** Opening STORED DATA block **

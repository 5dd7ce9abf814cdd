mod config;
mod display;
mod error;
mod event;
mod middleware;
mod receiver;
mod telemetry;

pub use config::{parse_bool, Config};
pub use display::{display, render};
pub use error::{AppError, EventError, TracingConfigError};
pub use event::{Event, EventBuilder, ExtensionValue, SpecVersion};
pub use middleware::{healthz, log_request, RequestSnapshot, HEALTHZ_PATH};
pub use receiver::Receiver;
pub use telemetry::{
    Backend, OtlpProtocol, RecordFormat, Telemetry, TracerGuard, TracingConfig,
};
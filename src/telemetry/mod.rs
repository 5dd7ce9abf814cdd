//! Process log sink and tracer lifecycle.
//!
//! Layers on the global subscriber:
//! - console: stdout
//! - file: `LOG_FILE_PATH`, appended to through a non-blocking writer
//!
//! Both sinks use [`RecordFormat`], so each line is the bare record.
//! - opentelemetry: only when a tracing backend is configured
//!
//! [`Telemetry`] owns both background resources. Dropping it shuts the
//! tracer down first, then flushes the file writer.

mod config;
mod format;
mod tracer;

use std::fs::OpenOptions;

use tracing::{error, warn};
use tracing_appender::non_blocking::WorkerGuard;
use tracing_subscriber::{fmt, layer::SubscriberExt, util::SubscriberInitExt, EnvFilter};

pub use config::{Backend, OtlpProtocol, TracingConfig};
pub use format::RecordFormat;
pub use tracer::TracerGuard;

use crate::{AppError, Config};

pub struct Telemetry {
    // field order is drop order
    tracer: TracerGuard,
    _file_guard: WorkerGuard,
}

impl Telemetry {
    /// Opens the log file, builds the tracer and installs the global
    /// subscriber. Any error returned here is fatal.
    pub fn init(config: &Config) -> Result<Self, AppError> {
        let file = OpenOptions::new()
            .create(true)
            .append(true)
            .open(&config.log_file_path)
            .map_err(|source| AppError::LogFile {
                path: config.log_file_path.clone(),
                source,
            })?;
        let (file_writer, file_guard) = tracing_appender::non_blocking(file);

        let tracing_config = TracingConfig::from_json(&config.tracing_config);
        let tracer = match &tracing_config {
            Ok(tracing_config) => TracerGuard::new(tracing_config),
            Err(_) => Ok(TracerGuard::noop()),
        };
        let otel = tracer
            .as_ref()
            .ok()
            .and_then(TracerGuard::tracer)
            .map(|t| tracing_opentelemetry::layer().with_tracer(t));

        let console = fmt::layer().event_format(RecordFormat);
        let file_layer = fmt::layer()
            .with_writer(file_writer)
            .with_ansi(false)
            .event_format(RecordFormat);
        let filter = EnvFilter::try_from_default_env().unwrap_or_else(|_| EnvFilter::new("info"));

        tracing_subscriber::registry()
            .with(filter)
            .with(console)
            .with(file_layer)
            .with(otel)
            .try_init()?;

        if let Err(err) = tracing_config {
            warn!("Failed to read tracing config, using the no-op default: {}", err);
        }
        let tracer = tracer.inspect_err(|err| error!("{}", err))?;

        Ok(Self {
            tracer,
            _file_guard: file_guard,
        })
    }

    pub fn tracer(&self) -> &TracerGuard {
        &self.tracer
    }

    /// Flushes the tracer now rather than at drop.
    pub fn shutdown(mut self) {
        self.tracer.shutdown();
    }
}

** Closing STORED DATA block **
** Opening STORED DATA block **

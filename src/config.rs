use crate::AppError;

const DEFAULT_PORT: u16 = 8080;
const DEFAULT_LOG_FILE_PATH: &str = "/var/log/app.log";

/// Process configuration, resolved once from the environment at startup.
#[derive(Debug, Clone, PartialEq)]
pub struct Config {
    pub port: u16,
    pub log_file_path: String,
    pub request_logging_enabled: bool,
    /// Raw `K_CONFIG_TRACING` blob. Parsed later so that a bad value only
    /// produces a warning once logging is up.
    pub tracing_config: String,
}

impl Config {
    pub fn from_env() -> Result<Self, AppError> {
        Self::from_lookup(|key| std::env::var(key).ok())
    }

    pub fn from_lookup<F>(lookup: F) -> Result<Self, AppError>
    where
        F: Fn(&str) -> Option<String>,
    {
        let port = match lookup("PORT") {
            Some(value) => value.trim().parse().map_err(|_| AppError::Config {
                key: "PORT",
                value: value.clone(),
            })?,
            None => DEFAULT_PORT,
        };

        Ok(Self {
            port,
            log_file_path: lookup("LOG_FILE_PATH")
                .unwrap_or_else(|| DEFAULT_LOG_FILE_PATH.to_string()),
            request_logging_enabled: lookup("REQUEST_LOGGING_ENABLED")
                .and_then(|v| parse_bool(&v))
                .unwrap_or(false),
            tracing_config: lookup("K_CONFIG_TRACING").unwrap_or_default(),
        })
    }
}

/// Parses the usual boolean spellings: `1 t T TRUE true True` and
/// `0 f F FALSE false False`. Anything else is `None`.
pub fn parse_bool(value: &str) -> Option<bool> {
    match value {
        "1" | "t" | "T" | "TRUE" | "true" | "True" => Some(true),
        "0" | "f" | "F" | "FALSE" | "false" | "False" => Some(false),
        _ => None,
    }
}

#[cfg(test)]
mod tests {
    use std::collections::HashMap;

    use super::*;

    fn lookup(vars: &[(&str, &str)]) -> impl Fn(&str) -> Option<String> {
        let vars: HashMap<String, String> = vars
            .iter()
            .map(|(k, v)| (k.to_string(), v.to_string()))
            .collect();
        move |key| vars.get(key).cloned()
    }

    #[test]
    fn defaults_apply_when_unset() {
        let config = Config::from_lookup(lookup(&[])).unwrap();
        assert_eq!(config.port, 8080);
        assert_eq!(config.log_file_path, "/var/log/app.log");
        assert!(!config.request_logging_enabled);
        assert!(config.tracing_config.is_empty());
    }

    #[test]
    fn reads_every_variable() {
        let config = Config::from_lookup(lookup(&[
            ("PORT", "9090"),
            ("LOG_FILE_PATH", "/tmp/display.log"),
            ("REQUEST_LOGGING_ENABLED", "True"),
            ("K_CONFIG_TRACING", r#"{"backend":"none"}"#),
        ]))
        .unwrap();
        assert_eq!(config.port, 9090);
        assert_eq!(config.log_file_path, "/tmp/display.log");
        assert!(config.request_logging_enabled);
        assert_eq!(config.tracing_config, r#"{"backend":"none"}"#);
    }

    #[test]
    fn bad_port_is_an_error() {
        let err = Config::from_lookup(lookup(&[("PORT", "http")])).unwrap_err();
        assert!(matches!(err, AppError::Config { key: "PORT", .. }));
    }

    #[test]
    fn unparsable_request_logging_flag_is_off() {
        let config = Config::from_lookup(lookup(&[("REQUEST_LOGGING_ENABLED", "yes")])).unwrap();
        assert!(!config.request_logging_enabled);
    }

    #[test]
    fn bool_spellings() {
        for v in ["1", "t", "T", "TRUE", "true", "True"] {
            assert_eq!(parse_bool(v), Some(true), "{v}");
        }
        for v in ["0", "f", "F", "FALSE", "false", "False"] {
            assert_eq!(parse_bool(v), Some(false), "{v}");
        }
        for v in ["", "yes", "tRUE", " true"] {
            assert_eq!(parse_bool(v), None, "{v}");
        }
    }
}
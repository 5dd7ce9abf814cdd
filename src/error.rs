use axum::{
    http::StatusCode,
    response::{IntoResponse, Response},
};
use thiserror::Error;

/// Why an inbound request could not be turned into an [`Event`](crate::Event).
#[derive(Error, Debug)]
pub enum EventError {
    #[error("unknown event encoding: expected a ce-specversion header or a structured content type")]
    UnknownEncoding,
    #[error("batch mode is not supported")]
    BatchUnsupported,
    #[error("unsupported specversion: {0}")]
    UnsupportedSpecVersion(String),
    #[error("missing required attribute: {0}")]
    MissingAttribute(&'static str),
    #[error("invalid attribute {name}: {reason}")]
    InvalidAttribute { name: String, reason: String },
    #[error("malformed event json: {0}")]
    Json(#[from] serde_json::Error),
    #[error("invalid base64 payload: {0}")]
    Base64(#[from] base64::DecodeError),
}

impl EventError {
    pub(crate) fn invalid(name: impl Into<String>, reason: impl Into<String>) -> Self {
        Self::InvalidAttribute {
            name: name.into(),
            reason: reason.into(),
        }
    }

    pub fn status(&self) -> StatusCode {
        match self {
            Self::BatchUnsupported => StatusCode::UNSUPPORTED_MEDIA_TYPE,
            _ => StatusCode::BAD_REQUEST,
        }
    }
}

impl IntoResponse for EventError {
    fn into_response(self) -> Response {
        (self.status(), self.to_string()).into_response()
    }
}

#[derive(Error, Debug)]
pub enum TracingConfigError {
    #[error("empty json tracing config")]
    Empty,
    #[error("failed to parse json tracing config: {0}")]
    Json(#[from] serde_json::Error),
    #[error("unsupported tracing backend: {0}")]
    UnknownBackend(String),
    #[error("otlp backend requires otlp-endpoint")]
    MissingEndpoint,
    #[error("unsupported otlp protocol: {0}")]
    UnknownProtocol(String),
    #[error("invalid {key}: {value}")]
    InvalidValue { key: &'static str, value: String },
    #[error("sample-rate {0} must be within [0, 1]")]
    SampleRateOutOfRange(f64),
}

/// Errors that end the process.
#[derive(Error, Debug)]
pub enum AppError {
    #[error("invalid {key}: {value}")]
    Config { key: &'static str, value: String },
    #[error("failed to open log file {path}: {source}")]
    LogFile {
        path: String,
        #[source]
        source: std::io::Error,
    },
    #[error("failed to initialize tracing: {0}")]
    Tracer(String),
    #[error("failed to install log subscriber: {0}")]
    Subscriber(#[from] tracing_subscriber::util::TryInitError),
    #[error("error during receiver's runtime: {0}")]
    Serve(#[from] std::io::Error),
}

** Closing STORED DATA block **
** Opening STORED DATA block **

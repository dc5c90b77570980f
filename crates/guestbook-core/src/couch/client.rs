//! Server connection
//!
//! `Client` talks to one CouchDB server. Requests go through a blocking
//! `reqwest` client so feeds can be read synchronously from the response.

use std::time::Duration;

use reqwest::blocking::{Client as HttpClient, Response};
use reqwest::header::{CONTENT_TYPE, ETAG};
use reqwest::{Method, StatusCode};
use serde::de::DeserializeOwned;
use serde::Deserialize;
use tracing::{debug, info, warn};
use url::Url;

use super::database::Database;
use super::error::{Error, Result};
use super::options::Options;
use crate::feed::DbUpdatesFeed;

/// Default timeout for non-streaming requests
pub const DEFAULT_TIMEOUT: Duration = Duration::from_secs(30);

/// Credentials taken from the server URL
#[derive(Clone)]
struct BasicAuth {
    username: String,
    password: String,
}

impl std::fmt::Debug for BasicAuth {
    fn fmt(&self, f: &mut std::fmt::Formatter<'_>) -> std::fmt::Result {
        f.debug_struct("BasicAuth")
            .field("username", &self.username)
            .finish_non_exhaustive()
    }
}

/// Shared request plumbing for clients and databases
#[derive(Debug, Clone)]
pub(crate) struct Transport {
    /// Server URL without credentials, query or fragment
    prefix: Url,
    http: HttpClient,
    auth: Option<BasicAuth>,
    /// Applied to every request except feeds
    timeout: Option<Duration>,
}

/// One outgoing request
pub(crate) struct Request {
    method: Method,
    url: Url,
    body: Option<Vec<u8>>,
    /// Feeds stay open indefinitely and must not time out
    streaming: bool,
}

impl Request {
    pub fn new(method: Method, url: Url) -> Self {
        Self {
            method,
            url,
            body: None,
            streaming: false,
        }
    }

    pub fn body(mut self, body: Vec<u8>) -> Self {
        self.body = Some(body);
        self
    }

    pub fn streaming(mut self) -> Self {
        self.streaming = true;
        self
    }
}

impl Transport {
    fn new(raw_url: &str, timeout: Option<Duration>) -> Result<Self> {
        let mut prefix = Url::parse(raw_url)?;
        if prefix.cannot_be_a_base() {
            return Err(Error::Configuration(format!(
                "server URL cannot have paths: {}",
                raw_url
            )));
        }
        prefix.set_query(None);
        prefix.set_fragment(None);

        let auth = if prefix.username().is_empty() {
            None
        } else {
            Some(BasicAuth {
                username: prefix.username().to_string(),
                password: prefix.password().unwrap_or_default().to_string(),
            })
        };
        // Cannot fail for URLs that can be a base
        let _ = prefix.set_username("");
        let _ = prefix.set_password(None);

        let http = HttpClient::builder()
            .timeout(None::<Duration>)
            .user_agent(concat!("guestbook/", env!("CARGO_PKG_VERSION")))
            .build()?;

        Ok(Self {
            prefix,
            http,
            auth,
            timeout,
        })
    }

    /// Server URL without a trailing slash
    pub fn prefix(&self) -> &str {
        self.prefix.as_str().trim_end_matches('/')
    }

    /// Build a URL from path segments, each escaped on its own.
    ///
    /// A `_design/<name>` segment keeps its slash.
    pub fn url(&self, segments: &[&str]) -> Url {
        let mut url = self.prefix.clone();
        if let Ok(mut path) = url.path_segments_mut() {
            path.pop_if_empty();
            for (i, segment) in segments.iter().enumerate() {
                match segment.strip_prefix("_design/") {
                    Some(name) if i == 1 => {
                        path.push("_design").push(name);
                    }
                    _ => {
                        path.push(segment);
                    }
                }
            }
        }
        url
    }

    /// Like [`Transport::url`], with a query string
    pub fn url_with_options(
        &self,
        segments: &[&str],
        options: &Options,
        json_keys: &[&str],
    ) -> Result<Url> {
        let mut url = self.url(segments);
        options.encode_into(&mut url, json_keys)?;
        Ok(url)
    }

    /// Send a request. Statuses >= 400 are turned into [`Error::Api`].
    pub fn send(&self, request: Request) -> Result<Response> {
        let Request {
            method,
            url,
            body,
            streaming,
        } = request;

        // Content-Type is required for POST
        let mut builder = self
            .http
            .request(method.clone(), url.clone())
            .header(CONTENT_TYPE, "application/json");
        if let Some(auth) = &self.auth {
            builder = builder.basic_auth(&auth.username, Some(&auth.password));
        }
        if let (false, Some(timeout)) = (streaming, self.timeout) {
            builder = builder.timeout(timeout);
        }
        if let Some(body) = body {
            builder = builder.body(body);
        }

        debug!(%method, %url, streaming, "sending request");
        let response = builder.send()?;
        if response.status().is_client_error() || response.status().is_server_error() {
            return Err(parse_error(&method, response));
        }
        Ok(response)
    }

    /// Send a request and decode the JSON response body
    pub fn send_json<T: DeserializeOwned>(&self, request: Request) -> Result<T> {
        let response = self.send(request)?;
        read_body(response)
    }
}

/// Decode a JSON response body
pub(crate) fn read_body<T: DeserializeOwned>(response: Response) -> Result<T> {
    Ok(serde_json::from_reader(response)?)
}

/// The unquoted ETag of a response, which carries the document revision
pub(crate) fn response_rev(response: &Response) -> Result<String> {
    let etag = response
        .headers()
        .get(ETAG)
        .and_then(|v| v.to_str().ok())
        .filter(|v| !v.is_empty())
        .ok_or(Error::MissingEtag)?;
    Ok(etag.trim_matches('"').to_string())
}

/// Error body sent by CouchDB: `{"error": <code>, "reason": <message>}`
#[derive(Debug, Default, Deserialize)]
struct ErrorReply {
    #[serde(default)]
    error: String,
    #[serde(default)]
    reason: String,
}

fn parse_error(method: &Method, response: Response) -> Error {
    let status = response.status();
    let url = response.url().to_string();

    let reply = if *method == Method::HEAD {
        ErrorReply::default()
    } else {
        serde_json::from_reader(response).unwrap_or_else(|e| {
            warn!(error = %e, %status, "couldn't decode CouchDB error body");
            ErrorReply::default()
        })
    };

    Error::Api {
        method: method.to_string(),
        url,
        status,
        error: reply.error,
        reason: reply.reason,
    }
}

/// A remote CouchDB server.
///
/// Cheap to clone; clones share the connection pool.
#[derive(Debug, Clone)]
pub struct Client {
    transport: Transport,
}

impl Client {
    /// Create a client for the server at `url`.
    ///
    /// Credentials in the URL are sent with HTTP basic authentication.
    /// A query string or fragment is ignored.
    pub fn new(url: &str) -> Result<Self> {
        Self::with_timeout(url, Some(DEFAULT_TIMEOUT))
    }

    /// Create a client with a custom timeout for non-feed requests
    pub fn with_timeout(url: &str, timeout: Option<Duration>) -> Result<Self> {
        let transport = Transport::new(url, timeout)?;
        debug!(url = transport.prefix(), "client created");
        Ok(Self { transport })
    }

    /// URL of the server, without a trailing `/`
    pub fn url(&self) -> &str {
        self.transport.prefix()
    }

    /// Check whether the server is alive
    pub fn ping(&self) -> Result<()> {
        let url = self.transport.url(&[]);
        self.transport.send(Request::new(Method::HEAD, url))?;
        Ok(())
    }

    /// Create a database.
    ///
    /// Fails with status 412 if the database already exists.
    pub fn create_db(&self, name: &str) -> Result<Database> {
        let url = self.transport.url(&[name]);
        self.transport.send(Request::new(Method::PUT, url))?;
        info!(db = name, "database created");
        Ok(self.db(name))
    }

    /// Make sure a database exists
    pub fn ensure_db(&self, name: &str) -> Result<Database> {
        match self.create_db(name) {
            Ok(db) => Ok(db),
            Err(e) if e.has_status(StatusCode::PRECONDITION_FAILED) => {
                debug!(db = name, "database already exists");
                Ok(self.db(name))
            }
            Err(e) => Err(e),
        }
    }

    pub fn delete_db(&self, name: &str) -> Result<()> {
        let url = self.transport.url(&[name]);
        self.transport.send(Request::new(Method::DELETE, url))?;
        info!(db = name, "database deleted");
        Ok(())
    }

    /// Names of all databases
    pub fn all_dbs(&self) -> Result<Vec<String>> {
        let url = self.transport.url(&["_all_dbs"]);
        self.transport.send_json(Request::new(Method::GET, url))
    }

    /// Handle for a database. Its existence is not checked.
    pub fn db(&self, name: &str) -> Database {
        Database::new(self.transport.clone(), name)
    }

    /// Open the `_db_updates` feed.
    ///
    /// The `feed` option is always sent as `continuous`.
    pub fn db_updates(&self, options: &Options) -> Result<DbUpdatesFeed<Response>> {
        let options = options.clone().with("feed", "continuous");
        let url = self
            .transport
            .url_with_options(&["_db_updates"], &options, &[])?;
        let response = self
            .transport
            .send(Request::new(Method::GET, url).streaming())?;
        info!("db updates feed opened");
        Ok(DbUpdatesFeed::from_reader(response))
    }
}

** Closing STORED DATA block **

Where the line holding "required for POST" appears in the listing above, start reproducing exactly, and end with the line holding "if let Some(auth)".

*ANSWER BOX*.
        // Content-Type is required for POST
        let mut builder = self
            .http
            .request(method.clone(), url.clone())
            .header(CONTENT_TYPE, "application/json");
        if let Some(auth) = &self.auth {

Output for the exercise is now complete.